**DATA EXTRACT:**

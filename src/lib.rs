//! Keyword auto-tagging engine for a note-taking host application.
//!
//! Users configure word rules (a regex pattern, a case-sensitivity flag and
//! a list of tags); the engine scans note bodies against those rules,
//! resolves matching tag titles against the host's tag registry (creating
//! missing tags on demand) and attaches only the net-new tags. A batch
//! runner applies the same logic across the whole note collection with
//! progress reporting and cooperative cancellation.
//!
//! The host application is reached exclusively through the [`host::HostApi`]
//! trait; [`host::MemoryHost`] is a self-contained implementation for tests
//! and embedding without a real host.

pub mod batch;
pub mod host;
pub mod logging;
pub mod matcher;
pub mod models;
pub mod panel;
pub mod plugin;
pub mod reconciler;
pub mod scheduler;
pub mod settings;
pub mod tagger;

pub use batch::{BatchRunner, PollReply, UpdatedNote};
pub use host::{HostApi, HostError, MemoryHost, NoteQuery, Page};
pub use matcher::find_tags;
pub use models::{Note, NoteId, Tag, TagId, WordDictionary, WordRule};
pub use panel::{PanelHandler, PanelMessage, PanelReply};
pub use plugin::Plugin;
pub use reconciler::TagReconciler;
pub use scheduler::ChangeScheduler;
pub use settings::Settings;
pub use tagger::AutoTagger;
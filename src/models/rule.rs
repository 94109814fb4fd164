use std::collections::BTreeMap;

use serde::{Deserialize, Serialize};

/// Legacy word:tags mapping, as parsed from the old separator-encoded
/// settings string. Keys are literal words, unique by exact string equality;
/// case folding happens at lookup time, not here.
pub type WordDictionary = BTreeMap<String, Vec<String>>;

/// A user-configured tagging rule: a word pattern, its case-sensitivity
/// flag and the tags to apply when the pattern matches a note body.
///
/// `word` is interpreted as a regular expression. Serialized field names
/// match the stored settings format of earlier plugin releases, so existing
/// rule lists keep working.
#[derive(Debug, Clone, PartialEq, Eq, Serialize, Deserialize)]
pub struct WordRule {
    /// Regular-expression pattern to test against the note body.
    pub word: String,
    /// When false, the pattern matches case-insensitively.
    #[serde(rename = "caseSensitive", default)]
    pub case_sensitive: bool,
    /// Tags applied when the pattern matches. Never empty for a normalized
    /// rule.
    pub tags: Vec<String>,
}

impl WordRule {
    /// Creates a normalized rule.
    ///
    /// Tags are trimmed and blanks dropped. Returns `None` when the word is
    /// blank or no tag survives, since such a rule could never contribute
    /// anything.
    pub fn new(
        word: impl Into<String>,
        case_sensitive: bool,
        tags: impl IntoIterator<Item = impl Into<String>>,
    ) -> Option<Self> {
        Self {
            word: word.into(),
            case_sensitive,
            tags: tags.into_iter().map(Into::into).collect(),
        }
        .normalize()
    }

    /// Trims tags, drops blank ones and rejects degenerate rules.
    ///
    /// Deserialized rules come in unnormalized; settings collection runs
    /// every stored rule through this before use.
    pub fn normalize(mut self) -> Option<Self> {
        self.word = self.word.trim().to_string();
        self.tags = self
            .tags
            .into_iter()
            .map(|tag| tag.trim().to_string())
            .filter(|tag| !tag.is_empty())
            .collect();

        if self.word.is_empty() || self.tags.is_empty() {
            return None;
        }
        Some(self)
    }

    /// Migrates a legacy word dictionary into rules.
    ///
    /// Legacy words were matched as literal strings and always
    /// case-insensitively, so each word is regex-escaped and each rule
    /// created with `case_sensitive: false`. Entries with no usable tags
    /// are dropped.
    pub fn from_legacy(dictionary: &WordDictionary) -> Vec<Self> {
        dictionary
            .iter()
            .filter_map(|(word, tags)| {
                Self::new(regex::escape(word), false, tags.iter().cloned())
            })
            .collect()
    }
}

#[cfg(test)]
mod tests {
    use super::*;

    #[test]
    fn new_trims_and_drops_blank_tags() {
        let rule = WordRule::new("invoice", false, [" finance ", "", "todo", "  "])
            .expect("rule should survive normalization");

        assert_eq!(rule.tags, vec!["finance", "todo"]);
    }

    #[test]
    fn rule_with_only_blank_tags_is_rejected() {
        assert_eq!(WordRule::new("invoice", false, ["", "  "]), None);
    }

    #[test]
    fn rule_with_blank_word_is_rejected() {
        assert_eq!(WordRule::new("   ", false, ["finance"]), None);
    }

    #[test]
    fn serde_uses_stored_field_names() {
        let rule = WordRule::new("Foo", true, ["bar"]).unwrap();
        let json = serde_json::to_string(&rule).unwrap();

        assert!(json.contains("\"caseSensitive\":true"));

        let deserialized: WordRule = serde_json::from_str(&json).unwrap();
        assert_eq!(deserialized, rule);
    }

    #[test]
    fn case_sensitive_defaults_to_false_when_absent() {
        let rule: WordRule =
            serde_json::from_str(r#"{"word":"foo","tags":["bar"]}"#).unwrap();
        assert!(!rule.case_sensitive);
    }

    #[test]
    fn from_legacy_escapes_literal_words() {
        let mut dictionary = WordDictionary::new();
        dictionary.insert("c++".to_string(), vec!["lang".to_string()]);
        dictionary.insert("rust".to_string(), vec!["lang".to_string()]);

        let rules = WordRule::from_legacy(&dictionary);

        assert_eq!(rules.len(), 2);
        assert_eq!(rules[0].word, r"c\+\+");
        assert!(!rules[0].case_sensitive);
        assert_eq!(rules[1].word, "rust");
    }

    #[test]
    fn from_legacy_skips_entries_without_tags() {
        let mut dictionary = WordDictionary::new();
        dictionary.insert("orphan".to_string(), vec!["  ".to_string()]);

        assert!(WordRule::from_legacy(&dictionary).is_empty());
    }
}
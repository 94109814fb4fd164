use serde::{Deserialize, Serialize};

use super::NoteId;

/// A note as seen by the auto-tagging core.
///
/// The host tracks many more fields per note (geolocation, encryption state,
/// markup language and so on); the core only ever reads the ID, the title
/// for display and the body for matching, so only those are modeled.
#[derive(Debug, Clone, PartialEq, Eq, Serialize, Deserialize)]
pub struct Note {
    /// Opaque identifier assigned by the host.
    pub id: NoteId,
    /// The note's title, used for display in batch results.
    pub title: String,
    /// The note's full text body.
    pub body: String,
}

impl Note {
    /// Creates a new note record.
    pub fn new(id: NoteId, title: impl Into<String>, body: impl Into<String>) -> Self {
        Self {
            id,
            title: title.into(),
            body: body.into(),
        }
    }
}
//! Shared fixtures for binary-level tests.

use std::sync::Mutex;

use anyhow::{bail, Result};
use async_trait::async_trait;
use hmac::{Hmac, Mac};
use pipewatch_notify::{
    ChannelMessage, ChatTransport, MessagePredicate, NotificationFragment, PostedMessage,
};
use serde_json::{json, Value};
use sha2::Sha256;

pub(crate) fn sign_payload(payload: &[u8], secret: &str) -> String {
    let mut mac = Hmac::<Sha256>::new_from_slice(secret.as_bytes()).expect("hmac key");
    mac.update(payload);
    let digest = mac.finalize().into_bytes();
    let hex = digest
        .iter()
        .map(|byte| format!("{byte:02x}"))
        .collect::<String>();
    format!("sha256={hex}")
}

pub(crate) fn pipeline_event_json(execution_id: &str, state: &str) -> Value {
    json!({
        "version": "0",
        "id": "event-1",
        "detail-type": "CodePipeline Pipeline Execution State Change",
        "source": "aws.codepipeline",
        "account": "123456789012",
        "time": "2024-05-01T10:00:00Z",
        "region": "eu-west-1",
        "resources": [],
        "detail": {
            "pipeline": "checkout",
            "version": 4,
            "state": state,
            "execution-id": execution_id
        }
    })
}

pub(crate) fn stage_event_json(execution_id: &str, stage: &str, state: &str) -> Value {
    json!({
        "version": "0",
        "id": "event-2",
        "detail-type": "CodePipeline Stage Execution State Change",
        "source": "aws.codepipeline",
        "account": "123456789012",
        "time": "2024-05-01T10:00:05Z",
        "region": "eu-west-1",
        "resources": [],
        "detail": {
            "pipeline": "checkout",
            "version": 4,
            "execution-id": execution_id,
            "stage": stage,
            "state": state
        }
    })
}

#[derive(Debug, Clone, PartialEq, Eq)]
pub(crate) enum RecordedWrite {
    Post(Vec<NotificationFragment>),
    Update {
        ts: String,
        fragments: Vec<NotificationFragment>,
    },
}

/// In-memory transport with a fixed history and a write log.
#[derive(Default)]
pub(crate) struct FakeTransport {
    pub(crate) history: Vec<ChannelMessage>,
    pub(crate) fail_writes: bool,
    pub(crate) writes: Mutex<Vec<RecordedWrite>>,
}

impl FakeTransport {
    pub(crate) fn writes(&self) -> Vec<RecordedWrite> {
        self.writes.lock().expect("writes lock").clone()
    }
}

#[async_trait]
impl ChatTransport for FakeTransport {
    async fn find_message(
        &self,
        _channel_id: &str,
        predicate: MessagePredicate<'_>,
    ) -> Result<Option<ChannelMessage>> {
        Ok(self.history.iter().find(|message| predicate(message)).cloned())
    }

    async fn post_message(
        &self,
        channel_id: &str,
        fragments: &[NotificationFragment],
    ) -> Result<PostedMessage> {
        self.writes
            .lock()
            .expect("writes lock")
            .push(RecordedWrite::Post(fragments.to_vec()));
        if self.fail_writes {
            bail!("slack chat.postMessage failed: invalid_auth");
        }
        Ok(PostedMessage {
            channel: channel_id.to_string(),
            ts: "200.1".to_string(),
        })
    }

    async fn update_message(
        &self,
        channel_id: &str,
        ts: &str,
        fragments: &[NotificationFragment],
    ) -> Result<PostedMessage> {
        self.writes
            .lock()
            .expect("writes lock")
            .push(RecordedWrite::Update {
                ts: ts.to_string(),
                fragments: fragments.to_vec(),
            });
        if self.fail_writes {
            bail!("slack chat.update failed: invalid_auth");
        }
        Ok(PostedMessage {
            channel: channel_id.to_string(),
            ts: ts.to_string(),
        })
    }
}
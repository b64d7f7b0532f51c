//! `ChatTransport` implementation backed by the Slack Web API.

use anyhow::Result;
use async_trait::async_trait;
use pipewatch_notify::{
    ChannelMessage, ChatTransport, MessagePredicate, NotificationFragment, PostedMessage,
};

use crate::slack_api_client::SlackApiClient;

#[derive(Clone)]
pub struct SlackChatTransport {
    client: SlackApiClient,
    history_limit: usize,
}

impl SlackChatTransport {
    /// `history_limit` bounds how many recent messages a search inspects.
    pub fn new(client: SlackApiClient, history_limit: usize) -> Self {
        Self {
            client,
            history_limit: history_limit.max(1),
        }
    }

    pub fn client(&self) -> &SlackApiClient {
        &self.client
    }
}

#[async_trait]
impl ChatTransport for SlackChatTransport {
    async fn find_message(
        &self,
        channel_id: &str,
        predicate: MessagePredicate<'_>,
    ) -> Result<Option<ChannelMessage>> {
        let history = self
            .client
            .conversation_history(channel_id, self.history_limit)
            .await?;
        let scanned = history.len();
        let found = history
            .into_iter()
            .map(|message| ChannelMessage {
                channel: channel_id.to_string(),
                ts: message.ts,
                fragments: message.attachments,
            })
            .find(|message| predicate(message));
        tracing::debug!(
            channel = channel_id,
            scanned,
            matched = found.is_some(),
            "searched slack channel history"
        );
        Ok(found)
    }

    async fn post_message(
        &self,
        channel_id: &str,
        fragments: &[NotificationFragment],
    ) -> Result<PostedMessage> {
        self.client.post_message(channel_id, fragments).await
    }

    async fn update_message(
        &self,
        channel_id: &str,
        ts: &str,
        fragments: &[NotificationFragment],
    ) -> Result<PostedMessage> {
        self.client.update_message(channel_id, ts, fragments).await
    }
}
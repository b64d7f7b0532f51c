use tracing::level_filters::LevelFilter;
use tracing_subscriber::EnvFilter;

pub(crate) fn init_tracing() {
    let env_filter = EnvFilter::builder()
        .with_default_directive(LevelFilter::INFO.into())
        .from_env_lossy();

    tracing_subscriber::fmt()
        .with_env_filter(env_filter)
        .with_target(false)
        .with_writer(std::io::stderr)
        .compact()
        .init();
}
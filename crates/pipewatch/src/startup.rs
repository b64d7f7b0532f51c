//! Process wiring: build the Slack-backed notifier and run the selected mode.

use std::path::Path;
use std::sync::Arc;

use anyhow::{bail, Context, Result};
use pipewatch_cli::Cli;
use pipewatch_events::{parse_lifecycle_event, LifecycleEvent};
use pipewatch_notify::{DispatchOutcome, PipelineNotifier};
use pipewatch_slack::{SlackApiClient, SlackChatTransport};
use tokio::io::AsyncReadExt;

use crate::event_ingress::{run_event_ingress_server, EventIngressConfig};

pub(crate) async fn run_cli(cli: Cli) -> Result<()> {
    if let Some(bind) = cli.serve_bind.clone() {
        let notifier = build_notifier(&cli).await?;
        return run_event_ingress_server(EventIngressConfig {
            bind,
            notifier,
            secret: cli.ingress_secret.clone(),
        })
        .await;
    }

    let Some(path) = cli.event_file.as_deref() else {
        bail!("either --event-file or --serve-bind is required");
    };
    let raw = if cli.event_from_stdin() {
        read_event_from_stdin().await?
    } else {
        read_event_file(path).await?
    };
    // Event errors must surface before any Slack call.
    let event = parse_raw_event(&raw)?;
    let notifier = build_notifier(&cli).await?;
    let outcome = notifier.handle_event(&event).await?;
    println!("{}", render_dispatch_report(&outcome));
    Ok(())
}

async fn build_notifier(cli: &Cli) -> Result<PipelineNotifier> {
    let client = SlackApiClient::new(
        cli.slack_api_base.clone(),
        cli.slack_bot_token.clone(),
        cli.slack_request_timeout_ms,
        cli.slack_retry_max_attempts,
        cli.slack_retry_base_delay_ms,
    )?;
    let channel = client
        .resolve_channel(&cli.slack_channel)
        .await
        .with_context(|| format!("failed to resolve slack channel '{}'", cli.slack_channel))?;
    tracing::info!(channel = %channel.id, name = %channel.name, "notifications target channel");

    let transport = Arc::new(SlackChatTransport::new(client, cli.slack_history_limit));
    Ok(PipelineNotifier::new(transport, channel.id))
}

async fn read_event_file(path: &Path) -> Result<String> {
    tokio::fs::read_to_string(path)
        .await
        .with_context(|| format!("failed to read event file {}", path.display()))
}

async fn read_event_from_stdin() -> Result<String> {
    let mut raw = String::new();
    tokio::io::stdin()
        .read_to_string(&mut raw)
        .await
        .context("failed to read event from stdin")?;
    Ok(raw)
}

pub(crate) fn parse_raw_event(raw: &str) -> Result<LifecycleEvent> {
    let event = parse_lifecycle_event(raw).context("failed to parse codepipeline event")?;
    tracing::debug!(
        execution_id = event.execution_id(),
        pipeline = event.pipeline(),
        kind = event.kind().as_str(),
        status = event.status().as_str(),
        event_id = %event.envelope().id,
        "received codepipeline event"
    );
    Ok(event)
}

pub(crate) fn render_dispatch_report(outcome: &DispatchOutcome) -> String {
    match outcome {
        DispatchOutcome::Posted(message) | DispatchOutcome::Updated(message) => format!(
            "pipewatch dispatch: outcome={} channel={} ts={}",
            outcome.as_str(),
            message.channel,
            message.ts
        ),
        DispatchOutcome::Dropped(kind) => format!(
            "pipewatch dispatch: outcome={} kind={} reason=no_pipeline_message",
            outcome.as_str(),
            kind
        ),
    }
}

**EXERCISE DIRECTIONS:** Where the string "failed" occurs in the data, return the whole line.

**WRITTEN REPLY:**
            bail!("slack chat.postMessage failed: invalid_auth");
            bail!("slack chat.update failed: invalid_auth");
        .with_context(|| format!("failed to resolve slack channel '{}'", cli.slack_channel))?;
        .with_context(|| format!("failed to read event file {}", path.display()))
        .context("failed to read event from stdin")?;
    let event = parse_lifecycle_event(raw).context("failed to parse codepipeline event")?;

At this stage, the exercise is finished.